Top of SOURCE MATERIAL

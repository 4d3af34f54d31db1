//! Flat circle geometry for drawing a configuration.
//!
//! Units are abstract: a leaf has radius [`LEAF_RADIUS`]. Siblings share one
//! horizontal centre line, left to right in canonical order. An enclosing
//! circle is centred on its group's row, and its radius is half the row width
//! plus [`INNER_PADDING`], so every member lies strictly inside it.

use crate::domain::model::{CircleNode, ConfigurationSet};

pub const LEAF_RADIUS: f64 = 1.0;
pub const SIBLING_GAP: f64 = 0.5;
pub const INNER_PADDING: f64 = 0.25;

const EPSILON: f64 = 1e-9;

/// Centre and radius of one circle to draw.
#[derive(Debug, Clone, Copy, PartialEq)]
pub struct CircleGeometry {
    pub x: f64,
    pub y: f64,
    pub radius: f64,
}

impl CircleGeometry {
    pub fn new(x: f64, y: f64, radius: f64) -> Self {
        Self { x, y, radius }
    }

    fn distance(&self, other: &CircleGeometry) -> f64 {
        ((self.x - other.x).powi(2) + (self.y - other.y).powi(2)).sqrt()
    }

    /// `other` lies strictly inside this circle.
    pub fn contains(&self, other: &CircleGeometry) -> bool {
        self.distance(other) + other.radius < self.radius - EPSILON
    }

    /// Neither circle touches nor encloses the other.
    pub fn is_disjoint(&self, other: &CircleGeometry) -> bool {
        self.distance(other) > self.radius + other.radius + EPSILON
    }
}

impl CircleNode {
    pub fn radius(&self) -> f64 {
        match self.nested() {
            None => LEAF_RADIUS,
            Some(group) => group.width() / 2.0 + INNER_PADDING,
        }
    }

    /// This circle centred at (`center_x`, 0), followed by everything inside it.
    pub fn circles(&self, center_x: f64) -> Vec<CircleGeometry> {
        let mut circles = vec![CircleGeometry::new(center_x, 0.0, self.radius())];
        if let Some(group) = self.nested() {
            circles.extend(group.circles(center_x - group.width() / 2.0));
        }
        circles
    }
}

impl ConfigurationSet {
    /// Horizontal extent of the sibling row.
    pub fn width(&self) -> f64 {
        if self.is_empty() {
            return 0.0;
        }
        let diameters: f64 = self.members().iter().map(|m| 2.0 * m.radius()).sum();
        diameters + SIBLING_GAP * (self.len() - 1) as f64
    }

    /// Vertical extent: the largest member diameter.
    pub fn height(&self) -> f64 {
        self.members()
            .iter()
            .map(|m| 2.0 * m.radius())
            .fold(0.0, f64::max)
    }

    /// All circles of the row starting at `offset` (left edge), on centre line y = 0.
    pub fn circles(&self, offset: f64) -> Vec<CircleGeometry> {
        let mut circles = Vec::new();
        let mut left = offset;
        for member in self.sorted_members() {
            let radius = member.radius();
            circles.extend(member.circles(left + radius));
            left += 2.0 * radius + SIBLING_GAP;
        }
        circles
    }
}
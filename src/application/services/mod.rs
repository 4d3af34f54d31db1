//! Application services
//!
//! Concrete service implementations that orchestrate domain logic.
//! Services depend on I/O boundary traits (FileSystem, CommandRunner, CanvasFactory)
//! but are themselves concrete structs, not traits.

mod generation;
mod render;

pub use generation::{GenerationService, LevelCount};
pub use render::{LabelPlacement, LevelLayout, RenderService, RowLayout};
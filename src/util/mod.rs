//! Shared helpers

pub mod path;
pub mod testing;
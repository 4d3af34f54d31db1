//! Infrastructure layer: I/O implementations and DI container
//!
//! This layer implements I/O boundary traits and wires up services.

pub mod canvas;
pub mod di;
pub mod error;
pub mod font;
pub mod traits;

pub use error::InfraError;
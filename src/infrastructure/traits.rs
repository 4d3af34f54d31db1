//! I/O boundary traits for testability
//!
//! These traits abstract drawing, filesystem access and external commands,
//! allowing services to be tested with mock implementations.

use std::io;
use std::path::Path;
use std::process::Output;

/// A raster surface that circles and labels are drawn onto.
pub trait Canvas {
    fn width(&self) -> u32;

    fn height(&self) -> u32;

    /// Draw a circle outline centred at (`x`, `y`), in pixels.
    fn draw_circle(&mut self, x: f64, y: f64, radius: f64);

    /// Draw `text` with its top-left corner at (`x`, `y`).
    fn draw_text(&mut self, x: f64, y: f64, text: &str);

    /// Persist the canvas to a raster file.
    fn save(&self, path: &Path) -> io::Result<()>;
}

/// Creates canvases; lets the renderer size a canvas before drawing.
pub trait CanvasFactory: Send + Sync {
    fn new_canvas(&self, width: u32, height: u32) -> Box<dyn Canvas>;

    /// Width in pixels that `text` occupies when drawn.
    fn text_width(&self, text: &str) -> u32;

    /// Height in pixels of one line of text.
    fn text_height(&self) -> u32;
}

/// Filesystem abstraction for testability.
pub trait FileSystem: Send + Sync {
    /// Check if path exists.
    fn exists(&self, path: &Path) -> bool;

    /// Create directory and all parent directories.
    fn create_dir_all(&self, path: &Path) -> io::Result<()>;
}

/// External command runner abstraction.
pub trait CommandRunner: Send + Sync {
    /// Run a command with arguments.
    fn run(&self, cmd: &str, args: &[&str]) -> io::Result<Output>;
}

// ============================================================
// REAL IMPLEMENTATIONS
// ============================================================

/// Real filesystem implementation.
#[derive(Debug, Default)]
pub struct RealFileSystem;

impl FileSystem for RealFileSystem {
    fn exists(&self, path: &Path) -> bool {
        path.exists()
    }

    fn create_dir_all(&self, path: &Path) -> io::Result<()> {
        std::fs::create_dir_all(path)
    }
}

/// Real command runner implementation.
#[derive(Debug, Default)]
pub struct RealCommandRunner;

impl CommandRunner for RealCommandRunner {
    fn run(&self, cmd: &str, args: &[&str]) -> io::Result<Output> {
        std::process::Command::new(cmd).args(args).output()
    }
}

Bottom of SOURCE MATERIAL

* **PROBLEM TO WORK ON**:
Please restate each record exactly as it reads.

* **ANSWER BOX**:
repository 4d3af34f54d31db1
//! Flat circle geometry for drawing a configuration.
//!
//! Units are abstract: a leaf has radius [`LEAF_RADIUS`]. Siblings share one
//! horizontal centre line, left to right in canonical order. An enclosing
//! circle is centred on its group's row, and its radius is half the row width
//! plus [`INNER_PADDING`], so every member lies strictly inside it.

use crate::domain::model::{CircleNode, ConfigurationSet};

pub const LEAF_RADIUS: f64 = 1.0;
pub const SIBLING_GAP: f64 = 0.5;
pub const INNER_PADDING: f64 = 0.25;

const EPSILON: f64 = 1e-9;

/// Centre and radius of one circle to draw.
#[derive(Debug, Clone, Copy, PartialEq)]
pub struct CircleGeometry {
    pub x: f64,
    pub y: f64,
    pub radius: f64,
}

impl CircleGeometry {
    pub fn new(x: f64, y: f64, radius: f64) -> Self {
        Self { x, y, radius }
    }

    fn distance(&self, other: &CircleGeometry) -> f64 {
        ((self.x - other.x).powi(2) + (self.y - other.y).powi(2)).sqrt()
    }

    /// `other` lies strictly inside this circle.
    pub fn contains(&self, other: &CircleGeometry) -> bool {
        self.distance(other) + other.radius < self.radius - EPSILON
    }

    /// Neither circle touches nor encloses the other.
    pub fn is_disjoint(&self, other: &CircleGeometry) -> bool {
        self.distance(other) > self.radius + other.radius + EPSILON
    }
}

impl CircleNode {
    pub fn radius(&self) -> f64 {
        match self.nested() {
            None => LEAF_RADIUS,
            Some(group) => group.width() / 2.0 + INNER_PADDING,
        }
    }

    /// This circle centred at (`center_x`, 0), followed by everything inside it.
    pub fn circles(&self, center_x: f64) -> Vec<CircleGeometry> {
        let mut circles = vec![CircleGeometry::new(center_x, 0.0, self.radius())];
        if let Some(group) = self.nested() {
            circles.extend(group.circles(center_x - group.width() / 2.0));
        }
        circles
    }
}

impl ConfigurationSet {
    /// Horizontal extent of the sibling row.
    pub fn width(&self) -> f64 {
        if self.is_empty() {
            return 0.0;
        }
        let diameters: f64 = self.members().iter().map(|m| 2.0 * m.radius()).sum();
        diameters + SIBLING_GAP * (self.len() - 1) as f64
    }

    /// Vertical extent: the largest member diameter.
    pub fn height(&self) -> f64 {
        self.members()
            .iter()
            .map(|m| 2.0 * m.radius())
            .fold(0.0, f64::max)
    }

    /// All circles of the row starting at `offset` (left edge), on centre line y = 0.
    pub fn circles(&self, offset: f64) -> Vec<CircleGeometry> {
        let mut circles = Vec::new();
        let mut left = offset;
        for member in self.sorted_members() {
            let radius = member.radius();
            circles.extend(member.circles(left + radius));
            left += 2.0 * radius + SIBLING_GAP;
        }
        circles
    }
}
filename src/application/services/mod.rs
repository 4d3af34f54d31db1
//! Application services
//!
//! Concrete service implementations that orchestrate domain logic.
//! Services depend on I/O boundary traits (FileSystem, CommandRunner, CanvasFactory)
//! but are themselves concrete structs, not traits.

mod generation;
mod render;

pub use generation::{GenerationService, LevelCount};
pub use render::{LabelPlacement, LevelLayout, RenderService, RowLayout};
filename src/util/mod.rs
//! Shared helpers

pub mod path;
pub mod testing;
repository 4d3af34f54d31db1
//! Infrastructure layer: I/O implementations and DI container
//!
//! This layer implements I/O boundary traits and wires up services.

pub mod canvas;
pub mod di;
pub mod error;
pub mod font;
pub mod traits;

pub use error::InfraError;
filename src/infrastructure/traits.rs
repository 4d3af34f54d31db1
//! I/O boundary traits for testability
//!
//! These traits abstract drawing, filesystem access and external commands,
//! allowing services to be tested with mock implementations.

use std::io;
use std::path::Path;
use std::process::Output;

/// A raster surface that circles and labels are drawn onto.
pub trait Canvas {
    fn width(&self) -> u32;

    fn height(&self) -> u32;

    /// Draw a circle outline centred at (`x`, `y`), in pixels.
    fn draw_circle(&mut self, x: f64, y: f64, radius: f64);

    /// Draw `text` with its top-left corner at (`x`, `y`).
    fn draw_text(&mut self, x: f64, y: f64, text: &str);

    /// Persist the canvas to a raster file.
    fn save(&self, path: &Path) -> io::Result<()>;
}

/// Creates canvases; lets the renderer size a canvas before drawing.
pub trait CanvasFactory: Send + Sync {
    fn new_canvas(&self, width: u32, height: u32) -> Box<dyn Canvas>;

    /// Width in pixels that `text` occupies when drawn.
    fn text_width(&self, text: &str) -> u32;

    /// Height in pixels of one line of text.
    fn text_height(&self) -> u32;
}

/// Filesystem abstraction for testability.
pub trait FileSystem: Send + Sync {
    /// Check if path exists.
    fn exists(&self, path: &Path) -> bool;

    /// Create directory and all parent directories.
    fn create_dir_all(&self, path: &Path) -> io::Result<()>;
}

/// External command runner abstraction.
pub trait CommandRunner: Send + Sync {
    /// Run a command with arguments.
    fn run(&self, cmd: &str, args: &[&str]) -> io::Result<Output>;
}

// ============================================================
// REAL IMPLEMENTATIONS
// ============================================================

/// Real filesystem implementation.
#[derive(Debug, Default)]
pub struct RealFileSystem;

impl FileSystem for RealFileSystem {
    fn exists(&self, path: &Path) -> bool {
        path.exists()
    }

    fn create_dir_all(&self, path: &Path) -> io::Result<()> {
        std::fs::create_dir_all(path)
    }
}

/// Real command runner implementation.
#[derive(Debug, Default)]
pub struct RealCommandRunner;

impl CommandRunner for RealCommandRunner {
    fn run(&self, cmd: &str, args: &[&str]) -> io::Result<Output> {
        std::process::Command::new(cmd).args(args).output()
    }
}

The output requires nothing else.